-- Material for this exercise follows --

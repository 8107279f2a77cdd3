//! Pure action legality checks.

use crate::action::Action;
use crate::direction::Direction;
use crate::state::{CrawlEntity, InProgressCrawl};

/// Whether `entity` may legally take `action` in the current state.
///
/// Pure and side-effect free. Attacks and item invocations are always legal
/// here; accuracy and resource handling are the executor's concern.
pub fn is_valid(state: &InProgressCrawl, entity: &CrawlEntity, action: &Action) -> bool {
    match action {
        Action::Wait => true,
        Action::Move { direction } => is_valid_move(state, entity, *direction),
        Action::Attack { .. } => true,
        Action::Item { .. } => true,
    }
}

/// Movement legality for a single step.
///
/// The destination must be in bounds, unoccupied, and not a wall. Diagonal
/// steps are additionally forbidden whenever either endpoint is a corridor
/// tile, which is what stops entities from cutting corners across walls.
pub fn is_valid_move(state: &InProgressCrawl, entity: &CrawlEntity, direction: Direction) -> bool {
    let map = &state.floor.map;
    let destination = entity.location.step(direction);

    if !map.contains(destination) {
        return false;
    }

    if state.entity_at(destination).is_some() {
        return false;
    }

    if map.tile_or_unknown(destination).is_wall() {
        return false;
    }

    if direction.is_diagonal() {
        let start_in_corridor = map.tile_or_unknown(entity.location).room.is_corridor();
        let end_in_corridor = map.tile_or_unknown(destination).room.is_corridor();
        if start_in_corridor || end_in_corridor {
            return false;
        }
    }

    true
}

#[cfg(test)]
mod tests {
    use super::*;
    use crate::state::Location;
    use crate::testkit;

    // 1 1 1 . .
    // 1 1 1 . .
    // . . . . .
    fn open_crawl() -> InProgressCrawl {
        testkit::crawl(
            testkit::map_from_rows(&["111..", "111..", "....."]),
            vec![testkit::entity(1, "mover", (1, 1)).build()],
        )
    }

    #[test]
    fn wait_is_always_valid() {
        let crawl = open_crawl();
        assert!(is_valid(&crawl, &crawl.entities[0], &Action::Wait));
    }

    #[test]
    fn orthogonal_moves_into_corridors_are_fine() {
        let crawl = open_crawl();
        let mover = &crawl.entities[0];
        // East from (1,1) lands in the room, two more steps would be corridor
        assert!(is_valid_move(&crawl, mover, Direction::East));
        assert!(is_valid_move(&crawl, mover, Direction::South));
    }

    #[test]
    fn diagonal_moves_touching_corridors_are_rejected() {
        let map = testkit::map_from_rows(&["111..", "111..", "....."]);
        // Mover on the room's south-east corner: all diagonal exits touch
        // corridor tiles.
        let crawl = testkit::crawl(
            map,
            vec![testkit::entity(1, "mover", (1, 2)).build()],
        );
        let mover = &crawl.entities[0];
        assert!(!is_valid_move(&crawl, mover, Direction::Southeast));
        assert!(!is_valid_move(&crawl, mover, Direction::Northeast));
        // Inside the room, diagonals are fine
        assert!(is_valid_move(&crawl, mover, Direction::Northwest));
    }

    #[test]
    fn diagonal_moves_out_of_corridors_are_rejected() {
        let crawl = testkit::crawl(
            testkit::map_from_rows(&["111..", "111..", "....."]),
            vec![testkit::entity(1, "mover", (2, 2)).build()],
        );
        let mover = &crawl.entities[0];
        for direction in Direction::ALL {
            if direction.is_diagonal() {
                assert!(
                    !is_valid_move(&crawl, mover, direction),
                    "diagonal {direction:?} out of a corridor must be rejected"
                );
            }
        }
    }

    #[test]
    fn walls_bounds_and_occupants_block_movement() {
        let crawl = testkit::crawl(
            testkit::map_from_rows(&["11#", "11.", "..."]),
            vec![
                testkit::entity(1, "mover", (0, 1)).build(),
                testkit::entity(2, "blocker", (1, 1)).build(),
            ],
        );
        let mover = &crawl.entities[0];
        assert!(!is_valid_move(&crawl, mover, Direction::East)); // wall
        assert!(!is_valid_move(&crawl, mover, Direction::North)); // out of bounds
        assert!(!is_valid_move(&crawl, mover, Direction::South)); // occupied
        assert!(is_valid_move(&crawl, mover, Direction::West));
        assert_eq!(mover.location, Location::new(0, 1));
    }
}
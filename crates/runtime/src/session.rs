//! Single-writer turn session.
//!
//! A [`Session`] owns one crawl's state between turns and is the only writer
//! to it, which is the concurrency contract the engine core assumes. Callers
//! (a socket handler, an AI loop, a test) feed it `(entity, action)` pairs;
//! turn ordering and authentication are their problem, not the session's.

use crawl_core::{
    Action, Alignment, ConcludedCrawl, Controller, CrawlEntity, CrawlEnv, CrawlState, Dungeon,
    EntityId, ExecuteError, FloorGenerator, FloorMap, Location, LogEvent, PcgRng,
};
use crawl_content::PlayerSpec;

/// Failure of one session turn.
#[derive(Debug, thiserror::Error)]
pub enum SessionError {
    /// The crawl already ended; the state is still readable, never mutable.
    #[error("crawl is over; no further turns are accepted")]
    CrawlOver,

    /// The acting entity is not on the current floor.
    #[error("entity {0} is not part of this crawl")]
    UnknownEntity(EntityId),

    /// The engine rejected the turn. The session is poisoned afterwards:
    /// engine errors past the precondition checks mean a broken invariant,
    /// and the state that broke it has been torn down.
    #[error(transparent)]
    Engine(#[from] ExecuteError),

    /// A previous engine error already tore the state down.
    #[error("session was poisoned by an earlier engine error")]
    Poisoned,
}

/// Owns a crawl from first floor to conclusion.
pub struct Session<G: FloorGenerator> {
    generator: G,
    rng: PcgRng,
    state: Option<CrawlState>,
}

impl<G: FloorGenerator> Session<G> {
    /// Generates floor 1 and seats the given entities on it.
    pub fn begin(
        generator: G,
        dungeon: Dungeon,
        entities: Vec<CrawlEntity>,
    ) -> Result<Self, crawl_core::GenerateError> {
        let state = generator.advance_to_floor(&dungeon, 1, entities)?;
        Ok(Self {
            generator,
            rng: PcgRng,
            state: Some(state),
        })
    }

    pub fn state(&self) -> Option<&CrawlState> {
        self.state.as_ref()
    }

    /// Terminal outcome, once there is one.
    pub fn outcome(&self) -> Option<&ConcludedCrawl> {
        self.state.as_ref().and_then(CrawlState::as_concluded)
    }

    pub fn is_over(&self) -> bool {
        self.outcome().is_some()
    }

    /// Resolves one turn and broadcasts the end-of-turn sync event.
    pub fn process(
        &mut self,
        entity: EntityId,
        action: &Action,
    ) -> Result<&CrawlState, SessionError> {
        let span = tracing::debug_span!("turn", entity = %entity, action = action.as_snake_case());
        let _guard = span.enter();

        let state = self.state.take().ok_or(SessionError::Poisoned)?;

        // Engine errors consume the state, so the recoverable refusals are
        // checked up front and leave the session intact.
        let crawl = match &state {
            CrawlState::Concluded(_) => {
                self.state = Some(state);
                return Err(SessionError::CrawlOver);
            }
            CrawlState::InProgress(crawl) => crawl,
        };
        if crawl.entity(entity).is_none() {
            self.state = Some(state);
            return Err(SessionError::UnknownEntity(entity));
        }
        let floor_before = crawl.floor.number;

        let env = CrawlEnv::with_all(&self.generator, &self.rng);
        let next = crawl_core::execute(&env, state, entity, action)?;

        match next {
            CrawlState::InProgress(mut crawl) => {
                if crawl.floor.number != floor_before {
                    tracing::info!(floor = crawl.floor.number, "advanced to next floor");
                }
                crawl.propagate(LogEvent::Done);
                self.state = Some(CrawlState::InProgress(crawl));
            }
            CrawlState::Concluded(concluded) => {
                tracing::info!(
                    success = concluded.success,
                    floors_cleared = concluded.summary.floors_cleared,
                    "crawl concluded"
                );
                self.state = Some(CrawlState::Concluded(concluded));
            }
        }

        match self.state.as_ref() {
            Some(state) => Ok(state),
            None => Err(SessionError::Poisoned),
        }
    }
}

/// Builds a spawnable entity from a content loadout.
///
/// Location and fog map are placeholders; the floor generator re-seats both
/// the moment the entity enters a floor.
pub fn spawn_player(
    spec: PlayerSpec,
    id: EntityId,
    alignment: Option<Alignment>,
    controller: Box<dyn Controller>,
) -> CrawlEntity {
    CrawlEntity {
        id,
        name: spec.name,
        location: Location::new(0, 0),
        stats: spec.stats,
        alignment,
        advances: true,
        map: FloorMap::unknown(1, 1),
        attacks: spec.attacks,
        held_items: spec
            .held_items
            .iter()
            .map(|blueprint| blueprint.instantiate())
            .collect(),
        controller,
    }
}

-- Material for this exercise concluded --

Go through the material above and count the lines that contain "tracing"; give that number alone.

3